● TASK DETAILS:
Once you find the line with "results, not errors." in the data that follows, repeat it and every line after it exactly, through the line with "let along = to_p.dot(ray.direction);".

Stored data:

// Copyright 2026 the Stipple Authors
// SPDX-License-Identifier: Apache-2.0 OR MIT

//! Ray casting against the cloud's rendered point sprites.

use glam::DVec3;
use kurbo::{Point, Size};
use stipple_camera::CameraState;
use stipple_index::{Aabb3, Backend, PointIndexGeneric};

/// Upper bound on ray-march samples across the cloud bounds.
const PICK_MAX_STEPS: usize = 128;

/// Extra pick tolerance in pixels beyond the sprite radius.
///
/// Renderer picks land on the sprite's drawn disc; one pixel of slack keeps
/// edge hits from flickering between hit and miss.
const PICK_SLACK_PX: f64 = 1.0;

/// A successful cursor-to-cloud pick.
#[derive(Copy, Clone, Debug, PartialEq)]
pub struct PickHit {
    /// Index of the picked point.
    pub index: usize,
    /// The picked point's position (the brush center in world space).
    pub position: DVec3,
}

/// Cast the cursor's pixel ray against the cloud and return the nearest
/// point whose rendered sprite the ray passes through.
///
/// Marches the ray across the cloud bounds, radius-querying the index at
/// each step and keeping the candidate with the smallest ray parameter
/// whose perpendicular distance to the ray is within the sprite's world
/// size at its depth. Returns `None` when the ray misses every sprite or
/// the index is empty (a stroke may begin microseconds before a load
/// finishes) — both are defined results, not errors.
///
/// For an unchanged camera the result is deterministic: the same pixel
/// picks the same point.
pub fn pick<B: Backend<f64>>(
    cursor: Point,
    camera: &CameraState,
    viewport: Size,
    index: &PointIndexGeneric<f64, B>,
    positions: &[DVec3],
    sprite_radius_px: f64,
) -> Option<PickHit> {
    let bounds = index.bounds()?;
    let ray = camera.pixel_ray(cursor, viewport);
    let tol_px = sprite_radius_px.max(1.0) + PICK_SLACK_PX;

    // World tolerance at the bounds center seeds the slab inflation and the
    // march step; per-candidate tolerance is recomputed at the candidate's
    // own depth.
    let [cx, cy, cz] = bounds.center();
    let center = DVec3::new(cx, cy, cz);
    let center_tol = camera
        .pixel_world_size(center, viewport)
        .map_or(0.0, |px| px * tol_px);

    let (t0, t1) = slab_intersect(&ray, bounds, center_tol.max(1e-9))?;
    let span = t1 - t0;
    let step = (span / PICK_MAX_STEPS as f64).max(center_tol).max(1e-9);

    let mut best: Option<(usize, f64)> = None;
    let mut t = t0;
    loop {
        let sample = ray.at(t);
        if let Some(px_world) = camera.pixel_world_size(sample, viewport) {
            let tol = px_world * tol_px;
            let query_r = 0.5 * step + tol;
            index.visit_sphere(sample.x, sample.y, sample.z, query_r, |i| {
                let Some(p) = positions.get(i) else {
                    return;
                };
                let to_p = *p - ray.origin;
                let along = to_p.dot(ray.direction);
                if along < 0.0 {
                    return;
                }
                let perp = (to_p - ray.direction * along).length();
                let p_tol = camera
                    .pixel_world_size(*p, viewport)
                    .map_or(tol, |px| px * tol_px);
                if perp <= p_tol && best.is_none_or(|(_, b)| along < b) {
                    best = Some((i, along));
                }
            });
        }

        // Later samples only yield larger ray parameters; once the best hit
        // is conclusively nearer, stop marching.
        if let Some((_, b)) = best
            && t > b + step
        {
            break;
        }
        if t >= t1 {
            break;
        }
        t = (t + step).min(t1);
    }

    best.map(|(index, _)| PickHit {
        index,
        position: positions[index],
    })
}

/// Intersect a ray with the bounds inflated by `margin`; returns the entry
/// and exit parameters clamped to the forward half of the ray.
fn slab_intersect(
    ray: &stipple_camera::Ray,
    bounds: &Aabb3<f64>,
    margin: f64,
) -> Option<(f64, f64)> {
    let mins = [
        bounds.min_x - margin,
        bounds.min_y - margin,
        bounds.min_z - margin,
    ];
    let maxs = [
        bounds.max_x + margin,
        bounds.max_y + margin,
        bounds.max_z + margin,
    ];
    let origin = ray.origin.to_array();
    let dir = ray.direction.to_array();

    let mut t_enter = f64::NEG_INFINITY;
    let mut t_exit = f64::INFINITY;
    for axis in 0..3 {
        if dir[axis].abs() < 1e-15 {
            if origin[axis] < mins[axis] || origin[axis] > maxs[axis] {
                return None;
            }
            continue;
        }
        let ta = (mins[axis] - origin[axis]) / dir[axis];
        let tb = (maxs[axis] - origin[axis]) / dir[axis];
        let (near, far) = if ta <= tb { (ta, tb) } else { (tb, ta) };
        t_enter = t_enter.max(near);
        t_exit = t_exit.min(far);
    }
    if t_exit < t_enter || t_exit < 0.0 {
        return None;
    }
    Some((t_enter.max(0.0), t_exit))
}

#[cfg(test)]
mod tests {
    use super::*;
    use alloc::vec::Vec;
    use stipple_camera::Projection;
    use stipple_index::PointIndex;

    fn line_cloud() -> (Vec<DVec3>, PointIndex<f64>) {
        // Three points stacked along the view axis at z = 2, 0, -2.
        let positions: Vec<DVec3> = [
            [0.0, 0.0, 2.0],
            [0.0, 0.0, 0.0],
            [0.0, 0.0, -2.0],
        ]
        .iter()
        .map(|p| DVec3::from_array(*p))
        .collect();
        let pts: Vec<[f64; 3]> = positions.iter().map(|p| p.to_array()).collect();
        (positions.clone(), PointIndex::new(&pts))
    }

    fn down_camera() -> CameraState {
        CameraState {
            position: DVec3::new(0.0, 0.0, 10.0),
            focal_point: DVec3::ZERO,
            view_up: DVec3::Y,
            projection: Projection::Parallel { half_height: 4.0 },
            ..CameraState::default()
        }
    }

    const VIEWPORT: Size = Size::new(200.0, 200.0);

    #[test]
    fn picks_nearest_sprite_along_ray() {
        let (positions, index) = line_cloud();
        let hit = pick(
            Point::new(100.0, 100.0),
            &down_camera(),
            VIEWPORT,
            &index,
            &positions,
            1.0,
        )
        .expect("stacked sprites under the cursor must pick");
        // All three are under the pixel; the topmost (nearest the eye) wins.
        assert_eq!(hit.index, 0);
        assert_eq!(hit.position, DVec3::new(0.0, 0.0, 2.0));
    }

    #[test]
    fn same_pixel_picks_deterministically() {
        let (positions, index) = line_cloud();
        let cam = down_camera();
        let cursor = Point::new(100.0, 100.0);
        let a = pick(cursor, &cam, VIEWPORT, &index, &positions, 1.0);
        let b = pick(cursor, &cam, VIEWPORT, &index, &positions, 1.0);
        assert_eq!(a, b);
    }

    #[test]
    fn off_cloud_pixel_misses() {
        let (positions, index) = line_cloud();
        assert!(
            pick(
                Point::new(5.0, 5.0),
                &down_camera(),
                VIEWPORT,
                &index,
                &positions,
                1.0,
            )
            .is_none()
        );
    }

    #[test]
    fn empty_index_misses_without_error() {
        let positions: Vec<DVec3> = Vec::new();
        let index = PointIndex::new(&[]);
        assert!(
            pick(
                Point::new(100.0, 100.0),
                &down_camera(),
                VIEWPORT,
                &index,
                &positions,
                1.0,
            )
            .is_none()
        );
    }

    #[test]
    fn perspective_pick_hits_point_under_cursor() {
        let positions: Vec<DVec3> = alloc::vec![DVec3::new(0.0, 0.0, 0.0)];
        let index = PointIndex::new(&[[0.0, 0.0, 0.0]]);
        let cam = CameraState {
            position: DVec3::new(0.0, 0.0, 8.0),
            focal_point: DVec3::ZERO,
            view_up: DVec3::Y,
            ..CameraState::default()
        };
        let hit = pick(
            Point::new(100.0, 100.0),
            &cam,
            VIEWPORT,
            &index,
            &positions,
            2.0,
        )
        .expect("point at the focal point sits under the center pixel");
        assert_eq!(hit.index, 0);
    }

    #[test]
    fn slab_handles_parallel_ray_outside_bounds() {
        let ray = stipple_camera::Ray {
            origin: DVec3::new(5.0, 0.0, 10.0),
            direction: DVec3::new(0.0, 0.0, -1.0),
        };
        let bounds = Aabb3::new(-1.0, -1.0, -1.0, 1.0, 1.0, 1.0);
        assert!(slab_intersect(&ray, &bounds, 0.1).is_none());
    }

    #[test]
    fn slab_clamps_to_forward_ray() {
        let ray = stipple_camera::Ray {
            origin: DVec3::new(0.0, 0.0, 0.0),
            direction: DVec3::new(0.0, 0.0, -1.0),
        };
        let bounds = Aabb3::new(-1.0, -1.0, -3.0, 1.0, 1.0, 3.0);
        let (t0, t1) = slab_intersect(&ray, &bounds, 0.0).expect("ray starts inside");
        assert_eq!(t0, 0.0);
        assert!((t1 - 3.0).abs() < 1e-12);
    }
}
...
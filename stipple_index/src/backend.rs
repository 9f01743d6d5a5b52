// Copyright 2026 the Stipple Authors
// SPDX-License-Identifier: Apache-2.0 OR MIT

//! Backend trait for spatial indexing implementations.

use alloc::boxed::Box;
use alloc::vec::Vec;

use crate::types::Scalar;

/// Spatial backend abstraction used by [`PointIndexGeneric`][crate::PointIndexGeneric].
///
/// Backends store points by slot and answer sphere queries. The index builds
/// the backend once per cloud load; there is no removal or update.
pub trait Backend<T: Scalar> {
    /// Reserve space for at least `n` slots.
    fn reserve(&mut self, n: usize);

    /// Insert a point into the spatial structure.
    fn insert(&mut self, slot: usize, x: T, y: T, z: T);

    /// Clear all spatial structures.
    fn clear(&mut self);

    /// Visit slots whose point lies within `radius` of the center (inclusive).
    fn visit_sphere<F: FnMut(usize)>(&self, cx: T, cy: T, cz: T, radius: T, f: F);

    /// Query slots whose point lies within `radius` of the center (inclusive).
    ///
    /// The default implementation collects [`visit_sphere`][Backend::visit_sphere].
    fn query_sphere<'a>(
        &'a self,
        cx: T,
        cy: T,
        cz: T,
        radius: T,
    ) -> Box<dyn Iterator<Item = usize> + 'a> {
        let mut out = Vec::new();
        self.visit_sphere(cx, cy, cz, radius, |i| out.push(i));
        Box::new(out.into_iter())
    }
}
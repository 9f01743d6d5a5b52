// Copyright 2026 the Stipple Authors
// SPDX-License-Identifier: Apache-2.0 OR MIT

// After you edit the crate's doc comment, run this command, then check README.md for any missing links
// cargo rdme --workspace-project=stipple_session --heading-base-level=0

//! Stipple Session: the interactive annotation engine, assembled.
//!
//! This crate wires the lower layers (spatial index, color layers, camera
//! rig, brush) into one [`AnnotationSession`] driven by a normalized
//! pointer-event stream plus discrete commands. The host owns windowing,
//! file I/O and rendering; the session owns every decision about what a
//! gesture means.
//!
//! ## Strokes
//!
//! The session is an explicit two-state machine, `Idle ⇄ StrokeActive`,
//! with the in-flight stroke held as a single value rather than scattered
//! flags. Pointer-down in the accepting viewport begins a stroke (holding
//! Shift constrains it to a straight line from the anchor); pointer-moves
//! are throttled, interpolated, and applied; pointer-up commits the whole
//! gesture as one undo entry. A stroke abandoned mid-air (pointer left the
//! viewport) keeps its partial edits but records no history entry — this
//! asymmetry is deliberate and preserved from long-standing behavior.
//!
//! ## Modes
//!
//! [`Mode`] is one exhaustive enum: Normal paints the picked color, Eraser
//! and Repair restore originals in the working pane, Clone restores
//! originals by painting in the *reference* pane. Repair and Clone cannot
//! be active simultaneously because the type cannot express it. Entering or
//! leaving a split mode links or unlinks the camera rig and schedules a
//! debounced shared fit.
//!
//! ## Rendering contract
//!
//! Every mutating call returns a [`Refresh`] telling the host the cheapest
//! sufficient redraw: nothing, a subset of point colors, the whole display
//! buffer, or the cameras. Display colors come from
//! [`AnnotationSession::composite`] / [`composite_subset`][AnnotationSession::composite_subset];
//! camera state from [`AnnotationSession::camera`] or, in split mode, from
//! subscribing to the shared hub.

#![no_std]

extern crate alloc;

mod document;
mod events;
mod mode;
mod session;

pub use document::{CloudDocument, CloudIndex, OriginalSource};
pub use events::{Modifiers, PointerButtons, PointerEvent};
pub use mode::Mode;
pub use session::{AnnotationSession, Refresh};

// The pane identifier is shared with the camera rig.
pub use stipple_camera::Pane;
--
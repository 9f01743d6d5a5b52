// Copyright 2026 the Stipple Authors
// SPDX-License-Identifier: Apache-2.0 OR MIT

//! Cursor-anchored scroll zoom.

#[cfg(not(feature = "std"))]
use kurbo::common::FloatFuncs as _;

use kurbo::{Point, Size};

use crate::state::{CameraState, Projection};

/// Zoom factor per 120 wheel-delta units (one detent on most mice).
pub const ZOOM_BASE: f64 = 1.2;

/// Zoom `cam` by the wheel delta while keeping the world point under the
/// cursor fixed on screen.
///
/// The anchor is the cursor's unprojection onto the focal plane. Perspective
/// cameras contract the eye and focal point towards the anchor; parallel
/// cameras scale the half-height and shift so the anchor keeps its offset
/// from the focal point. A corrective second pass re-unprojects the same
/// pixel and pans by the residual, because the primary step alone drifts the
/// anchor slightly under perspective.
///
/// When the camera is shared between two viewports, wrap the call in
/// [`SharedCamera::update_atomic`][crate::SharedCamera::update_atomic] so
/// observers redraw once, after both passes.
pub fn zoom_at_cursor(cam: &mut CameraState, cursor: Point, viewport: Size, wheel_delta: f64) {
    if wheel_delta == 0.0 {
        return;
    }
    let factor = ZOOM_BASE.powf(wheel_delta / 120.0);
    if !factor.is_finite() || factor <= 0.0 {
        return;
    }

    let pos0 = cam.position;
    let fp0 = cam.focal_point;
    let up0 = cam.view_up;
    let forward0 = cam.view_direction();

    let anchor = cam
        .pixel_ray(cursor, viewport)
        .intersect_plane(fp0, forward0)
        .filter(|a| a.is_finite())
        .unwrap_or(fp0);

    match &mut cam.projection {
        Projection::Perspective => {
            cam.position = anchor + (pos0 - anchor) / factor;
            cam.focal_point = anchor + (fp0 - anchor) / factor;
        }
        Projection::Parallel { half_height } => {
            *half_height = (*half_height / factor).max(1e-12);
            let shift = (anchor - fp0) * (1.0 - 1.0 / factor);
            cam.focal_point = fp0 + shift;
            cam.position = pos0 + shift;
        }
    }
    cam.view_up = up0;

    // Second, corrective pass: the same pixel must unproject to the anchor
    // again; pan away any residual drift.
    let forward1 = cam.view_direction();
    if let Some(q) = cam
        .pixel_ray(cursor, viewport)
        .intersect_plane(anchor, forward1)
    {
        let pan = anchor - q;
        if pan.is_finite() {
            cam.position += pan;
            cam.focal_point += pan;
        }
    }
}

● EXPECTED OUTPUT:
/// finishes) — both are defined results, not errors.
///
/// For an unchanged camera the result is deterministic: the same pixel
/// picks the same point.
pub fn pick<B: Backend<f64>>(
    cursor: Point,
    camera: &CameraState,
    viewport: Size,
    index: &PointIndexGeneric<f64, B>,
    positions: &[DVec3],
    sprite_radius_px: f64,
) -> Option<PickHit> {
    let bounds = index.bounds()?;
    let ray = camera.pixel_ray(cursor, viewport);
    let tol_px = sprite_radius_px.max(1.0) + PICK_SLACK_PX;

    // World tolerance at the bounds center seeds the slab inflation and the
    // march step; per-candidate tolerance is recomputed at the candidate's
    // own depth.
    let [cx, cy, cz] = bounds.center();
    let center = DVec3::new(cx, cy, cz);
    let center_tol = camera
        .pixel_world_size(center, viewport)
        .map_or(0.0, |px| px * tol_px);

    let (t0, t1) = slab_intersect(&ray, bounds, center_tol.max(1e-9))?;
    let span = t1 - t0;
    let step = (span / PICK_MAX_STEPS as f64).max(center_tol).max(1e-9);

    let mut best: Option<(usize, f64)> = None;
    let mut t = t0;
    loop {
        let sample = ray.at(t);
        if let Some(px_world) = camera.pixel_world_size(sample, viewport) {
            let tol = px_world * tol_px;
            let query_r = 0.5 * step + tol;
            index.visit_sphere(sample.x, sample.y, sample.z, query_r, |i| {
                let Some(p) = positions.get(i) else {
                    return;
                };
                let to_p = *p - ray.origin;
                let along = to_p.dot(ray.direction);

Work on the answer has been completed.